Lemos os jornais e ouvimos os comentadores e é impossível não dar cabo de três equívocos propositadamente criados para fins políticos e para uma infantil e terrorista tentativa de influenciar os juízes do TC:
1) Em primeiro lugar, diz-se que o pedido de fiscalização foi asneira porque estamos perante uma questão política. Esta patética afirmação esquece que todas, mas todas as normas, comportam um elemento político. Isto é, qualquer lei é uma decisão política. É esta dupla dimensão do acto normativo que explica, em parte, a composição do TC. Levando o argumento a sério, nenhum pedido de fiscalização faria sentido.

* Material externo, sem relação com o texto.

use super::native;
use crate::args::BoundArgs;
use crate::arithmetic::Calculator;
use crate::error::{ReduceError, ReduceResult};
use kiln_ast::{Expr, Parameter, ParameterList, Str};

pub(super) fn functions() -> Vec<crate::scope::NativeFunction> {
    let string = || ParameterList::positional(&["string"]);
    vec![
        native("quote", string(), quote),
        native("unquote", string(), unquote),
        native("length", string(), length),
        native("to-upper-case", string(), to_upper_case),
        native("to-lower-case", string(), to_lower_case),
        native("index", ParameterList::positional(&["string", "substring"]), index),
        native(
            "slice",
            ParameterList::new(
                vec![
                    Parameter::required("string"),
                    Parameter::required("start-at"),
                    Parameter::optional("end-at", Expr::number(-1.0)),
                ],
                None,
            ),
            slice,
        ),
    ]
}

fn with_quoting(value: String, quoted: bool) -> Expr {
    Expr::Str(Str { value, quoted })
}

fn quote(_: &Calculator, args: &BoundArgs) -> ReduceResult<Expr> {
    let (text, _) = args.string("string")?;
    Ok(Expr::quoted(text))
}

fn unquote(_: &Calculator, args: &BoundArgs) -> ReduceResult<Expr> {
    let (text, _) = args.string("string")?;
    Ok(Expr::unquoted(text))
}

fn length(_: &Calculator, args: &BoundArgs) -> ReduceResult<Expr> {
    let (text, _) = args.string("string")?;
    Ok(Expr::number(text.chars().count() as f64))
}

fn to_upper_case(_: &Calculator, args: &BoundArgs) -> ReduceResult<Expr> {
    let (text, quoted) = args.string("string")?;
    Ok(with_quoting(text.to_uppercase(), quoted))
}

fn to_lower_case(_: &Calculator, args: &BoundArgs) -> ReduceResult<Expr> {
    let (text, quoted) = args.string("string")?;
    Ok(with_quoting(text.to_lowercase(), quoted))
}

/// 1-based character position of `substring`, or null.
fn index(_: &Calculator, args: &BoundArgs) -> ReduceResult<Expr> {
    let (text, _) = args.string("string")?;
    let (needle, _) = args.string("substring")?;
    Ok(match text.find(&needle) {
        Some(byte) => Expr::number((text[..byte].chars().count() + 1) as f64),
        None => Expr::Null,
    })
}

fn integer(args: &BoundArgs, name: &str) -> ReduceResult<i64> {
    let n = args.number(name)?;
    if n.unit.is_some() || n.value.fract() != 0.0 {
        return Err(ReduceError::type_error(format!("${}: {} is not an int", name, n)));
    }
    Ok(n.value as i64)
}

/// 1-based, inclusive; negative positions count from the end.
fn slice(_: &Calculator, args: &BoundArgs) -> ReduceResult<Expr> {
    let (text, quoted) = args.string("string")?;
    let chars: Vec<char> = text.chars().collect();
    let len = chars.len() as i64;
    let position = |p: i64| if p < 0 { len + p + 1 } else { p };
    let start = position(integer(args, "start-at")?).max(1);
    let end = position(integer(args, "end-at")?).min(len);
    let sliced: String = if start > end {
        String::new()
    } else {
        chars[(start - 1) as usize..end as usize].iter().collect()
    };
    Ok(with_quoting(sliced, quoted))
}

2) Em segundo lugar, afirma-se que o pedido fragiliza o PS e, pior ainda, por 17 Deputados do PS terem ficado “colados” ao BE. Seria bom reler a CRP e verificar que é intenção da mesma que o pedido seja prerrogativa dos Deputados – ao contrário de outros poderes que são dos grupos parlamentares. É o Deputado que decide, em consciência, se, para além do combate político a uma norma, se impõe uma consulta sucessiva ao TC. Havendo pelo menos 23 Deputados com essa convicção, diria que devem exercer, mais do que um poder, um dever, porque a CRP confiou-lhes esse impulso. O figurino de 23 Deputados está precisamente pensado para que o pedido não seja necessariamente partidário. Se, neste caso, os Deputados do BE concordaram com a arguição de inconstitucionalidade de duas normas melhor. Significa que o sentimento de infracção da lei fundamental foi transversal a Deputados de dois partidos, que discordam em tantas coisas, mas que tiveram este caso por evidente.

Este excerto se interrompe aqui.